7. Becquerel Industries Private Limited has filed a suit for recovery of Rs. 20.73 Lakhs against M/s Preeti Engineering before Civil Court at Nagpur on 15 April 2015 alleging that their dues are pending against M/s Preeti Engineering to whom the Non-Distractive Testing work had been sublet by M/s Brothers Engineering. The work to M/s Brothers Engineering was been sublet by BHEL to whom contract was awarded by the Company. The summon were serviced to M/s Preeti Engineering, M/s Bothers Engineering, BHEL and the Company. The Company has filed its reply and the matter is now listed for hearing. The pecuniary risk involved in the present case cannot be quantified. Further, based on legal appraisal, the management believes that no liability will not devolve on the Company.

8. A Suo Moto Public Interest Litigation (‘PIL’) has been registered before Hon’ble Bombay High Court on 27 August 2014 with regard to the occupation hazards of the employees working in various thermal power plants stations in the country. The Company (due to it’s plant at Amravati) has been made a party in the said PIL. The Company has filed its reply before Bombay High Court. One of the parties (Respondent) has filed an Application for Intervention. The matter is listed for hearing in respect to the Application for Intervention along with the PIL. The pecuniary risk involved in the present case cannot be quantified.

B. Contingent Liabilities of Demand pending under the Income Tax Act, 1961 and other matters not provided for in respect of:

I Under the Income Tax Act, 1961

1 The Company received a demand of Rs. 77.38 Lakhs under section 143(3) of the Income Tax Act, 1961 (“IT Act”) in respect of the FY 2009-10 for disallowance u/s 14A of the IT Act, against which appeal had been filed by the Company during the FY 2015-16 which is pending before ITAT Delhi. The aforesaid demand of Rs. 77.38 Lakhs had been adjusted against refund for the AY 2013-14 by the Income Tax department against which Company filed another appeal during the FY 2015-16 which is also pending before ITAT Delhi as at 31 March 2018.

2 During the year, the Company filed income tax returns for the assessment year from 2011-12 to 2016-17 pursuant to notice received under section 153 of Income-tax Act, 1961.

II Others

1 Company has provided a commitment bank guarantee of Rs. 5,903.79 Lakhs (31 March 2017: Rs. 5,903.79 Lakhs) on behalf of RattanIndia Nasik Power Limited (formerly known as Indiabulls Realtech Limited) (RNPL), a wholly owned subsidiary of the Company, to subsidiaries of Coal India Limited for issuance of Letter of Assurance for supply of coal for RNPL’s Nashik Thermal Power Project, partly secured by way of bank lien on fixed deposits of Rs. 442.95 Lakhs (31 March 2017: Rs. 442.95 Lakhs) of the Company and partly by way of bank lien on fixed deposits of Rs. 152.44 Lakhs (31 March 2017: Rs. 152.44 Lakhs) of RattanIndia Nasik Power Limited.

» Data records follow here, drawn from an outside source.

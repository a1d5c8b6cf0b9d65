use crate::graph::node::{shape, BlockCtx, Inputs, NoSuchParam, SignalNode};
use crate::param::Param;
use crate::stream::Stream;

/*
Signal Math Nodes
=================

The source environment lets patches write `a * c * 0.3` or `c ** 10` and
quietly wraps each operation in a little audio object. Here those wrappers
are explicit, first-class nodes, subject to the same expansion and
dependency rules as everything else:

  a * c * 0.3   ->  Product::new(a, c).with_mul(0.3)
  c ** 10       ->  Power::new(c, 10.0)
  h1 + h2 + h3  ->  Sum::new(vec![h1.into(), h2.into(), h3.into()])

`Sig` turns a plain value (or list) into streams, which is the usual way to
feed a constant into a node input or to build fixtures in tests. All four
carry the universal `mul`/`add` pair.
*/

/// A constant value as a signal. A sequence value expands into one stream
/// per entry.
pub struct Sig {
    value: Param,
    mul: Param,
    add: Param,
}

impl Sig {
    pub fn new(value: impl Into<Param>) -> Self {
        Self {
            value: value.into(),
            mul: Param::Constant(1.0),
            add: Param::Constant(0.0),
        }
    }

    pub fn with_mul(mut self, mul: impl Into<Param>) -> Self {
        self.mul = mul.into();
        self
    }

    pub fn with_add(mut self, add: impl Into<Param>) -> Self {
        self.add = add.into();
        self
    }
}

impl SignalNode for Sig {
    fn params(&self) -> Vec<&Param> {
        vec![&self.value, &self.mul, &self.add]
    }

    fn process_block(&mut self, inputs: &Inputs, out: &mut [Stream], _ctx: &mut BlockCtx) {
        for (i, stream) in out.iter_mut().enumerate() {
            let buf = stream.samples_mut();
            for n in 0..buf.len() {
                buf[n] = shape(
                    self.value.at(inputs, i, n),
                    self.mul.at(inputs, i, n),
                    self.add.at(inputs, i, n),
                );
            }
        }
    }

    fn set_param(&mut self, name: &str, value: Param) -> Result<(), NoSuchParam> {
        match name {
            "value" => self.value = value,
            "mul" => self.mul = value,
            "add" => self.add = value,
            _ => return Err(NoSuchParam),
        }
        Ok(())
    }
}

/// Elementwise product of two signals (ring modulation when both are
/// audio-rate).
pub struct Product {
    a: Param,
    b: Param,
    mul: Param,
    add: Param,
}

impl Product {
    pub fn new(a: impl Into<Param>, b: impl Into<Param>) -> Self {
        Self {
            a: a.into(),
            b: b.into(),
            mul: Param::Constant(1.0),
            add: Param::Constant(0.0),
        }
    }

    pub fn with_mul(mut self, mul: impl Into<Param>) -> Self {
        self.mul = mul.into();
        self
    }

    pub fn with_add(mut self, add: impl Into<Param>) -> Self {
        self.add = add.into();
        self
    }
}

impl SignalNode for Product {
    fn params(&self) -> Vec<&Param> {
        vec![&self.a, &self.b, &self.mul, &self.add]
    }

    fn process_block(&mut self, inputs: &Inputs, out: &mut [Stream], _ctx: &mut BlockCtx) {
        for (i, stream) in out.iter_mut().enumerate() {
            let buf = stream.samples_mut();
            for n in 0..buf.len() {
                let product = self.a.at(inputs, i, n) * self.b.at(inputs, i, n);
                buf[n] = shape(product, self.mul.at(inputs, i, n), self.add.at(inputs, i, n));
            }
        }
    }

    fn set_param(&mut self, name: &str, value: Param) -> Result<(), NoSuchParam> {
        match name {
            "a" => self.a = value,
            "b" => self.b = value,
            "mul" => self.mul = value,
            "add" => self.add = value,
            _ => return Err(NoSuchParam),
        }
        Ok(())
    }
}

/// `base` raised to `exponent`, elementwise. `Power::new(c, 10.0)` rectifies
/// and narrows a bipolar signal the way `c ** 10` does in the source
/// environment.
pub struct Power {
    base: Param,
    exponent: Param,
    mul: Param,
    add: Param,
}

impl Power {
    pub fn new(base: impl Into<Param>, exponent: impl Into<Param>) -> Self {
        Self {
            base: base.into(),
            exponent: exponent.into(),
            mul: Param::Constant(1.0),
            add: Param::Constant(0.0),
        }
    }

    pub fn with_mul(mut self, mul: impl Into<Param>) -> Self {
        self.mul = mul.into();
        self
    }

    pub fn with_add(mut self, add: impl Into<Param>) -> Self {
        self.add = add.into();
        self
    }
}

impl SignalNode for Power {
    fn params(&self) -> Vec<&Param> {
        vec![&self.base, &self.exponent, &self.mul, &self.add]
    }

    fn process_block(&mut self, inputs: &Inputs, out: &mut [Stream], _ctx: &mut BlockCtx) {
        for (i, stream) in out.iter_mut().enumerate() {
            let buf = stream.samples_mut();
            for n in 0..buf.len() {
                let raised = self
                    .base
                    .at(inputs, i, n)
                    .powf(self.exponent.at(inputs, i, n));
                buf[n] = shape(raised, self.mul.at(inputs, i, n), self.add.at(inputs, i, n));
            }
        }
    }

    fn set_param(&mut self, name: &str, value: Param) -> Result<(), NoSuchParam> {
        match name {
            "base" => self.base = value,
            "exponent" => self.exponent = value,
            "mul" => self.mul = value,
            "add" => self.add = value,
            _ => return Err(NoSuchParam),
        }
        Ok(())
    }
}

/// Elementwise sum of any number of signals.
pub struct Sum {
    terms: Vec<Param>,
    mul: Param,
    add: Param,
}

impl Sum {
    pub fn new(terms: Vec<Param>) -> Self {
        Self {
            terms,
            mul: Param::Constant(1.0),
            add: Param::Constant(0.0),
        }
    }

    pub fn with_mul(mut self, mul: impl Into<Param>) -> Self {
        self.mul = mul.into();
        self
    }
}

impl SignalNode for Sum {
    fn params(&self) -> Vec<&Param> {
        let mut params: Vec<&Param> = self.terms.iter().collect();
        params.push(&self.mul);
        params.push(&self.add);
        params
    }

    fn process_block(&mut self, inputs: &Inputs, out: &mut [Stream], _ctx: &mut BlockCtx) {
        for (i, stream) in out.iter_mut().enumerate() {
            let buf = stream.samples_mut();
            for n in 0..buf.len() {
                let total: f32 = self.terms.iter().map(|t| t.at(inputs, i, n)).sum();
                buf[n] = shape(total, self.mul.at(inputs, i, n), self.add.at(inputs, i, n));
            }
        }
    }

    fn set_param(&mut self, name: &str, value: Param) -> Result<(), NoSuchParam> {
        match name {
            "mul" => self.mul = value,
            "add" => self.add = value,
            _ => return Err(NoSuchParam),
        }
        Ok(())
    }
}

#[cfg(test)]
mod tests {
    use super::*;
    use crate::engine::{Server, ServerConfig};

    fn server() -> Server {
        let mut s = Server::new(ServerConfig {
            sample_rate: 48_000.0,
            block_size: 32,
            channels: 2,
            seed: 0,
        })
        .unwrap();
        s.start();
        s
    }

    #[test]
    fn product_ring_modulates_two_node_inputs() {
        let mut s = server();
        let a = s.add(Sig::new(0.5)).unwrap();
        let b = s.add(Sig::new(4.0)).unwrap();
        let p = s.add(Product::new(a, b).with_mul(0.5)).unwrap();
        s.tick();
        assert!(s.bank(p).unwrap()[0]
            .samples()
            .iter()
            .all(|&x| (x - 1.0).abs() < 1e-6));
    }

    #[test]
    fn product_expands_with_its_widest_parameter() {
        let mut s = server();
        let a = s.add(Sig::new(vec![1.0, 2.0, 3.0])).unwrap();
        let p = s.add(Product::new(a, vec![10.0, 20.0])).unwrap();
        assert_eq!(s.width(p), Some(3));
        s.tick();
        let bank = s.bank(p).unwrap();
        // b wraps: [10, 20, 10]
        assert_eq!(bank[0].samples()[0], 10.0);
        assert_eq!(bank[1].samples()[0], 40.0);
        assert_eq!(bank[2].samples()[0], 30.0);
    }

    #[test]
    fn power_raises_elementwise() {
        let mut s = server();
        let c = s.add(Sig::new(0.5)).unwrap();
        let e = s.add(Power::new(c, 2.0).with_mul(4.0)).unwrap();
        s.tick();
        assert!(s.bank(e).unwrap()[0]
            .samples()
            .iter()
            .all(|&x| (x - 1.0).abs() < 1e-6));
    }

    #[test]
    fn sum_adds_all_terms() {
        let mut s = server();
        let a = s.add(Sig::new(0.1)).unwrap();
        let b = s.add(Sig::new(0.2)).unwrap();
        let total = s
            .add(Sum::new(vec![a.into(), b.into(), Param::Constant(0.3)]))
            .unwrap();
        s.tick();
        assert!(s.bank(total).unwrap()[0]
            .samples()
            .iter()
            .all(|&x| (x - 0.6).abs() < 1e-6));
    }
}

2 Guarantee provided on behalf of RNPL, jointly with RattanIndia Infrastructure Limited (RIL) favoring Axis bank towards credit facility of Rs. 39,783.00 Lakhs. In the event of any default on the part of RNPL in payment/ repayment or any of the monies, guarantors shall ensure that the borrower shall duly and punctually repay the credit facility together with all interest, liquidated damages, premium on prepayment or on redemption, costs, expenses and other monies in accordance with the facility documentation, or in the event of any default on the part of the RNPL to comply with or perform any of the terms, conditions and covenants contained in the facility documentation, the guarantors unconditionally and irrevocably undertakes to pay the bank forthwith on demand without protest or demur and without proof or condition shall, upon demand, forthwith pay to bank all the amounts payable by RNPL under the facility documentation together with interest at 2% above the rate as per Axis Bank sanction terms on the amounts so demanded from them in the event of any delay in making the payment to the bank.

3 For the purpose of further disbursement against Cost Over Run -1 facility and Cost Over Run-2 sanctioned by Power Finance Corporation (PFC) to RNPL, the Company, RIL, RR Infralands Private Limited (RIPL) and Mr. Rajiv Rattan (Individual promoter) has irrevocably and unconditionally acknowledge, represent, accept, certify undertake declare, confirm and assure :

a. to bear cost, if any, arising out of non-supply of power to MSEDCL under PPA signed by RNPL in April, 2012 for supply of 650 MW power from the project from their own sources without any recourse to the project assets and lenders.

b. to bear cost/penalities payable, if any, to SPTCL or any other entity, arising due to delay in completion of generation project beyond commissioning of its transmission system, from their own sources without any recourse to project assets and lenders.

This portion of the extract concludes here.